TL;DR
Large Language Models (LLMs) are often perceived as “black boxes,” making their decision-making and reasoning processes difficult to interpret. A novel method simplifies these complex models by replacing internal nonlinear layers with linear modules tailored to clearly understandable features. This approach reveals structured reasoning, planning behaviors, and even hidden intentions within the model’s computations.
Method
Interpreting LLMs is challenging because individual neurons often represent multiple, unrelated concepts simultaneously (polysemanticity). To address this, the approach creates a simplified “replacement model”, preserving most of the original model’s performance while enhancing interpretability through these steps:
Fix Attention Layers: Keep the transformer’s attention mechanisms constant during analysis to isolate the complexity arising specifically from nonlinear layers (MLPs).

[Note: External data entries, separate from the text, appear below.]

//! Run settings and preferences
//!
//! Loaded from a JSON file by the host; every field is optional.

use std::path::Path;

use serde::{Deserialize, Serialize};
use thiserror::Error;

use crate::consts::{MAX_SUBSTEPS, TICK_HZ};
use crate::tuning::Tuning;

/// Errors raised while loading configuration or score files
#[derive(Debug, Error)]
pub enum ConfigError {
    #[error("failed to read config: {0}")]
    Io(#[from] std::io::Error),
    #[error("failed to parse config: {0}")]
    Parse(#[from] serde_json::Error),
    #[error("invalid config: {0}")]
    Invalid(String),
}

/// Quality preset levels
#[derive(Debug, Clone, Copy, PartialEq, Eq, Serialize, Deserialize, Default)]
pub enum QualityPreset {
    Low,
    #[default]
    Medium,
    High,
}

impl QualityPreset {
    pub fn as_str(&self) -> &'static str {
        match self {
            QualityPreset::Low => "Low",
            QualityPreset::Medium => "Medium",
            QualityPreset::High => "High",
        }
    }

    pub fn from_str(s: &str) -> Option<Self> {
        match s.to_lowercase().as_str() {
            "low" => Some(QualityPreset::Low),
            "medium" | "med" => Some(QualityPreset::Medium),
            "high" => Some(QualityPreset::High),
            _ => None,
        }
    }

    /// Maximum live particles for this preset
    pub fn max_particles(&self) -> usize {
        match self {
            QualityPreset::Low => 100,
            QualityPreset::Medium => 500,
            QualityPreset::High => 2000,
        }
    }
}

/// Run settings
#[derive(Debug, Clone, Serialize, Deserialize)]
#[serde(default)]
pub struct Settings {
    /// Graphics quality preset
    pub quality: QualityPreset,
    /// Particle effects (explosions, sparks, etc.)
    pub particles: bool,

    // === Clock ===
    /// Simulation ticks per second
    pub tick_hz: u32,
    /// Ticks allowed per real frame before backlog is dropped
    pub max_substeps: u32,

    // === Run ===
    /// RNG seed (None = host picks one)
    pub seed: Option<u64>,
    /// Field size in world pixels
    pub width: f32,
    pub height: f32,

    /// Game balance
    pub tuning: Tuning,
}

impl Default for Settings {
    fn default() -> Self {
        Self {
            quality: QualityPreset::Medium,
            particles: true,
            tick_hz: TICK_HZ,
            max_substeps: MAX_SUBSTEPS,
            seed: None,
            width: 1280.0,
            height: 800.0,
            tuning: Tuning::default(),
        }
    }
}

impl Settings {
    /// Create settings from a quality preset
    pub fn from_preset(preset: QualityPreset) -> Self {
        Self {
            quality: preset,
            ..Self::default()
        }
    }

    /// Effective particle count cap
    pub fn max_particles(&self) -> usize {
        if !self.particles {
            0
        } else {
            self.quality.max_particles()
        }
    }

    /// Parse settings from JSON and validate them
    pub fn from_json(json: &str) -> Result<Self, ConfigError> {
        let settings: Settings = serde_json::from_str(json)?;
        settings.validate()?;
        Ok(settings)
    }

    /// Load settings from a JSON file
    pub fn load(path: impl AsRef<Path>) -> Result<Self, ConfigError> {
        let path = path.as_ref();
        let json = std::fs::read_to_string(path)?;
        let settings = Self::from_json(&json)?;
        log::info!("Loaded settings from {}", path.display());
        Ok(settings)
    }

    /// Load settings, falling back to defaults on any error
    pub fn load_or_default(path: impl AsRef<Path>) -> Self {
        match Self::load(path) {
            Ok(settings) => settings,
            Err(e) => {
                log::warn!("Using default settings: {}", e);
                Self::default()
            }
        }
    }

    pub fn validate(&self) -> Result<(), ConfigError> {
        if self.tick_hz == 0 {
            return Err(ConfigError::Invalid("tick_hz must be non-zero".into()));
        }
        if self.max_substeps == 0 {
            return Err(ConfigError::Invalid("max_substeps must be non-zero".into()));
        }
        if self.width < 200.0 || self.height < 300.0 {
            return Err(ConfigError::Invalid(format!(
                "viewport {}x{} is too small",
                self.width, self.height
            )));
        }
        self.tuning.validate()
    }
}
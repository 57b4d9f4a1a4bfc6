//! Drawable snapshot of the field
//!
//! Everything a 2D backend needs to draw one frame, with the state flags
//! (stunned, poisoned, shielded, boss sub-state) already resolved.

use glam::Vec2;
use serde::Serialize;

use crate::sim::boss::{BURST_RADIUS, Beam, BossPhase, TremorStage, Ultimate};
use crate::sim::enemy::EnemyKind;
use crate::sim::geom::Rect;
use crate::sim::state::{GameState, Hazard, HazardKind, HazardStage, ItemKind};
use crate::sim::weather::{self, Weather};

/// Convert 0xRRGGBB to linear-free RGBA floats for GPU-style backends
pub fn rgba(color: u32, alpha: f32) -> [f32; 4] {
    let r = ((color >> 16) & 0xff) as f32 / 255.0;
    let g = ((color >> 8) & 0xff) as f32 / 255.0;
    let b = (color & 0xff) as f32 / 255.0;
    [r, g, b, alpha.clamp(0.0, 1.0)]
}

#[derive(Debug, Clone, PartialEq, Serialize)]
pub struct PlayerSprite {
    pub rect: Rect,
    pub crouching: bool,
    pub poisoned: bool,
    pub shielded: bool,
    /// Crosshair position
    pub aim: Vec2,
}

#[derive(Debug, Clone, PartialEq, Serialize)]
pub struct EnemySprite {
    pub rect: Rect,
    pub kind: EnemyKind,
    pub color: u32,
    pub shielded: bool,
}

#[derive(Debug, Clone, PartialEq, Serialize)]
pub struct BossSprite {
    pub rect: Rect,
    pub label: &'static str,
    pub color: u32,
    /// Sub-state name for overlays
    pub state: &'static str,
    pub stunned: bool,
    /// Burst ring drawn around the center while overheating
    pub burst_radius: Option<f32>,
    /// Charge bar fill 0-1, hidden while the ultimate runs
    pub charge: Option<f32>,
    pub beams: Vec<Beam>,
    /// Where the next tremor spike will erupt
    pub telegraph: Option<Rect>,
}

#[derive(Debug, Clone, PartialEq, Serialize)]
pub struct BulletSprite {
    pub pos: Vec2,
    pub radius: f32,
    pub hostile: bool,
    pub poison: bool,
    pub explosive: bool,
}

#[derive(Debug, Clone, PartialEq, Serialize)]
pub struct ItemSprite {
    pub rect: Rect,
    pub kind: ItemKind,
    pub label: &'static str,
}

#[derive(Debug, Clone, PartialEq, Serialize)]
pub struct HazardSprite {
    pub rect: Rect,
    pub kind: HazardKind,
    /// Telegraph only
    pub warning: bool,
}

#[derive(Debug, Clone, PartialEq, Serialize)]
pub struct ParticleSprite {
    pub pos: Vec2,
    pub color: u32,
    pub alpha: f32,
}

/// Full-screen weather effect
#[derive(Debug, Clone, PartialEq, Serialize)]
pub struct WeatherOverlay {
    pub label: &'static str,
    /// Burning band once lava is up
    pub lava: Option<Rect>,
}

/// One frame's drawable content
#[derive(Debug, Clone, PartialEq, Serialize)]
pub struct Scene {
    pub frame: u64,
    pub width: f32,
    pub height: f32,
    pub floor_y: f32,
    pub platforms: Vec<Rect>,
    pub player: PlayerSprite,
    pub enemies: Vec<EnemySprite>,
    pub boss: Option<BossSprite>,
    pub bullets: Vec<BulletSprite>,
    pub items: Vec<ItemSprite>,
    pub hazards: Vec<HazardSprite>,
    pub particles: Vec<ParticleSprite>,
    pub weather: WeatherOverlay,
}

impl Scene {
    pub fn capture(state: &GameState) -> Self {
        let vp = state.viewport;
        let p = &state.player;

        let player = PlayerSprite {
            rect: p.rect(),
            crouching: p.crouching,
            poisoned: p.poison_timer > 0,
            shielded: p.shield > 0.0,
            aim: state.prev_input.aim,
        };

        let enemies = state
            .enemies
            .iter()
            .map(|e| EnemySprite {
                rect: e.rect(),
                kind: e.kind,
                color: e.kind.profile().color,
                shielded: e.shield > 0.0,
            })
            .collect();

        let boss = state.boss.as_ref().map(|b| {
            let telegraph = match b.phase {
                BossPhase::Ultimate(Ultimate::Tremor {
                    stage: TremorStage::Warn { x },
                    ..
                }) => Some(Rect::new(
                    x,
                    vp.floor_y - Hazard::SPIKE_HEIGHT,
                    Hazard::SPIKE_WIDTH,
                    Hazard::SPIKE_HEIGHT,
                )),
                BossPhase::Ultimate(_) | BossPhase::Enter | BossPhase::Action { .. } => None,
            };
            let charge = match b.phase {
                BossPhase::Ultimate(_) => None,
                BossPhase::Enter | BossPhase::Action { .. } => {
                    Some(b.ult_charge as f32 / state.tuning.boss_charge_cap.max(1) as f32)
                }
            };
            BossSprite {
                rect: b.rect(),
                label: b.kind.label(),
                color: b.color,
                state: b.state_label(),
                stunned: b.is_stunned(),
                burst_radius: b.is_overheating().then_some(BURST_RADIUS),
                charge,
                beams: b.beams(&state.platforms),
                telegraph,
            }
        });

        let friendly = state.player_bullets.iter().map(|b| (b, false));
        let hostile = state.enemy_bullets.iter().map(|b| (b, true));
        let bullets = friendly
            .chain(hostile)
            .filter(|(b, _)| b.active)
            .map(|(b, hostile)| BulletSprite {
                pos: b.pos,
                radius: b.radius,
                hostile,
                poison: b.poison,
                explosive: b.explosive,
            })
            .collect();

        let items = state
            .items
            .iter()
            .map(|i| ItemSprite {
                rect: i.rect(),
                kind: i.kind,
                label: i.kind.label(),
            })
            .collect();

        let hazards = state
            .hazards
            .iter()
            .map(|h| HazardSprite {
                rect: h.rect(vp.floor_y),
                kind: h.kind,
                warning: h.stage == HazardStage::Warn,
            })
            .collect();

        let particles = state
            .fx
            .particles
            .iter()
            .map(|pt| ParticleSprite {
                pos: pt.pos,
                color: pt.color,
                alpha: pt.life.clamp(0.0, 1.0),
            })
            .collect();

        let lava = match state.weather {
            Weather::Lava { .. } if state.weather.lava_active(state.frame) => {
                let top = weather::lava_top(vp.floor_y);
                Some(Rect::new(0.0, top, vp.width, weather::LAVA_HEIGHT))
            }
            Weather::Lava { .. } | Weather::Clear | Weather::AcidRain | Weather::Storm => None,
        };

        Self {
            frame: state.frame,
            width: vp.width,
            height: vp.height,
            floor_y: vp.floor_y,
            platforms: state.platforms.iter().map(|pl| pl.rect).collect(),
            player,
            enemies,
            boss,
            bullets,
            items,
            hazards,
            particles,
            weather: WeatherOverlay {
                label: state.weather.label(),
                lava,
            },
        }
    }
}

#[cfg(test)]
mod tests {
    use super::*;
    use crate::sim::boss::{BEAM_CHARGE_FRAMES, BeamStage, Boss};
    use crate::sim::state::{Bullet, Platform, Viewport};

    fn state() -> GameState {
        GameState::new(13, Viewport::new(1280.0, 800.0))
    }

    #[test]
    fn test_rgba() {
        assert_eq!(rgba(0xff0000, 1.0), [1.0, 0.0, 0.0, 1.0]);
        assert_eq!(rgba(0x00ff00, 2.0)[3], 1.0);
    }

    #[test]
    fn test_bullets_tagged_by_owner() {
        let mut s = state();
        s.player_bullets.push(Bullet::new(Vec2::ZERO, Vec2::X, 1.0));
        s.enemy_bullets
            .push(Bullet::new(Vec2::ONE, Vec2::X, 1.0).poisoned());
        let scene = Scene::capture(&s);
        assert_eq!(scene.bullets.len(), 2);
        assert!(!scene.bullets[0].hostile);
        assert!(scene.bullets[1].hostile && scene.bullets[1].poison);
    }

    #[test]
    fn test_locked_beam_drawn_clipped() {
        let mut s = state();
        s.wave = 3;
        let mut boss = Boss::spawn(&s);
        boss.pos = Vec2::new(800.0, 300.0);
        let center = boss.center();
        boss.phase = BossPhase::Ultimate(Ultimate::LockedBeam {
            stage: BeamStage::Charge,
            angle: std::f32::consts::PI,
            timer: BEAM_CHARGE_FRAMES,
        });
        s.boss = Some(boss);
        s.platforms = vec![Platform::new(500.0, center.y - 50.0, 20.0)];
        s.platforms[0].rect.size.y = 100.0;

        let scene = Scene::capture(&s);
        let sprite = scene.boss.unwrap();
        assert_eq!(sprite.beams.len(), 1);
        let beam = sprite.beams[0];
        assert!(!beam.lethal);
        assert!((beam.end.x - 520.0).abs() < 1e-2);
        assert_eq!(sprite.charge, None);
    }

    #[test]
    fn test_lava_band_only_when_active() {
        let mut s = state();
        s.weather = Weather::Lava { since: 0 };
        s.frame = 30;
        assert!(Scene::capture(&s).weather.lava.is_none());
        s.frame = 100;
        let band = Scene::capture(&s).weather.lava.unwrap();
        assert_eq!(band.top(), s.viewport.floor_y - weather::LAVA_HEIGHT);
    }
}
/// Advance a running ultimate by one tick; returns the next phase
fn run_ultimate(boss: &mut Boss, ult: Ultimate, state: &mut GameState) -> BossPhase {
    match ult {
        Ultimate::Tremor {
            stage,
            timer,
            remaining,
        } => {
            let timer = timer.saturating_sub(1);
            match stage {
                TremorStage::Warn { .. } => {
                    let x = state.player.pos.x;
                    if timer == 0 {
                        state.hazards.push(Hazard::spike(x));
                        state.fx.burst(
                            Vec2::new(x + Hazard::SPIKE_WIDTH / 2.0, state.viewport.floor_y),
                            10,
                            palette::SPARK,
                        );
                        BossPhase::Ultimate(Ultimate::Tremor {
                            stage: TremorStage::Cooldown,
                            timer: TREMOR_COOLDOWN_FRAMES,
                            remaining: remaining.saturating_sub(1),
                        })
                    } else {
                        BossPhase::Ultimate(Ultimate::Tremor {
                            stage: TremorStage::Warn { x },
                            timer,
                            remaining,
                        })
                    }
                }
                TremorStage::Cooldown => {
                    if timer > 0 {
                        BossPhase::Ultimate(Ultimate::Tremor {
                            stage,
                            timer,
                            remaining,
                        })
                    } else if remaining > 0 {
                        BossPhase::Ultimate(Ultimate::Tremor {
                            stage: TremorStage::Warn {
                                x: state.player.pos.x,
                            },
                            timer: TREMOR_WARN_FRAMES,
                            remaining,
                        })
                    } else {
                        pick_action(boss, &mut state.rng, state.player.pos.x)
                    }
                }
            }
        }
        Ultimate::Windmill { angle, timer } => {
            let timer = timer.saturating_sub(1);
            let angle = angle + WINDMILL_SPIN;
            boss.phase = BossPhase::Ultimate(Ultimate::Windmill { angle, timer });
            if state.frame % WINDMILL_CADENCE == 0 {
                let body = state.player.rect();
                let touching = boss
                    .beams(&state.platforms)
                    .iter()
                    .filter(|b| b.hits(&body))
                    .count();
                for _ in 0..touching {
                    state.player.take_damage(WINDMILL_DAMAGE);
                }
            }
            if timer == 0 {
                pick_action(boss, &mut state.rng, state.player.pos.x)
            } else {
                boss.phase
            }
        }
        Ultimate::LockedBeam {
            stage,
            angle,
            timer,
        } => {
            let timer = timer.saturating_sub(1);
            match stage {
                BeamStage::Charge if timer == 0 => {
                    let beam = Beam::cast(boss.center(), angle, &state.platforms, true);
                    if beam.hits(&state.player.rect()) {
                        state.player.take_damage(state.tuning.locked_beam_damage);
                    }
                    state.fx.burst(beam.end, 15, palette::SPARK);
                    BossPhase::Ultimate(Ultimate::LockedBeam {
                        stage: BeamStage::Linger,
                        angle,
                        timer: BEAM_LINGER_FRAMES,
                    })
                }
                BeamStage::Linger if timer == 0 => {
                    pick_action(boss, &mut state.rng, state.player.pos.x)
                }
                BeamStage::Charge | BeamStage::Linger => {
                    BossPhase::Ultimate(Ultimate::LockedBeam {
                        stage,
                        angle,
                        timer,
                    })
                }
            }
        }
    }
}
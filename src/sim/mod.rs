//! Deterministic simulation module
//!
//! All gameplay logic lives here. This module must be pure and deterministic:
//! - Fixed timestep only
//! - Seeded RNG only (particles draw from their own stream)
//! - Stable iteration order (spawn order, by entity ID)
//! - No rendering or platform dependencies

pub mod boss;
pub mod collision;
pub mod demo;
pub mod enemy;
pub mod geom;
pub mod player;
pub mod spawn;
pub mod state;
pub mod tick;
pub mod weather;

pub use boss::{Beam, Boss, BossKind, BossPhase, Reactor, Ultimate};
pub use collision::{Detonation, damage_boss};
pub use demo::autopilot;
pub use enemy::{Enemy, EnemyKind};
pub use geom::Rect;
pub use spawn::{SpawnBudget, WaveSchedule, init_wave};
pub use state::{
    Bullet, GameEvent, GamePhase, GameState, Hazard, HazardKind, HazardStage, Item, ItemKind,
    Notice, Platform, Player, Viewport,
};
pub use tick::{TickInput, tick};
pub use weather::Weather;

Linear Approximation of MLP Layers: Each nonlinear MLP layer is replaced by a simpler linear layer trained to mimic the original MLP’s behavior using easily interpretable features. These simplified linear layers are called Cross-Layer Transcoders (CLTs). Specifically, this involves:
- Recording the inputs and outputs of each original MLP during a forward pass
- CLTs to replicate the MLP’s mappings via linear combination of pre-defined interpretable features
- Optimizing via standard regression techniques (e.g., minimizing mean squared error)
Introduction of Error Nodes: Since linear approximations alone cannot capture all complexity, additional “error nodes” are added to represent any residual information missed by the linear layers. This enhances the model’s fidelity to the original behavior.
Creation of Attribution Graphs: The simplified model’s computations are visualized as attribution graphs, which clearly display how different features influence each other. In these graphs:
- Nodes represent input tokens, model outputs, or active internal features.
- Edges quantify the strength of influence between features.
- Paths with negligible contributions are pruned, and related features are combined into “supernodes” to highlight the model’s broader computational steps.
Key findings patterns
- The model reasons across steps (e.g., “capital of the state with Dallas” → “Texas” → “Austin”)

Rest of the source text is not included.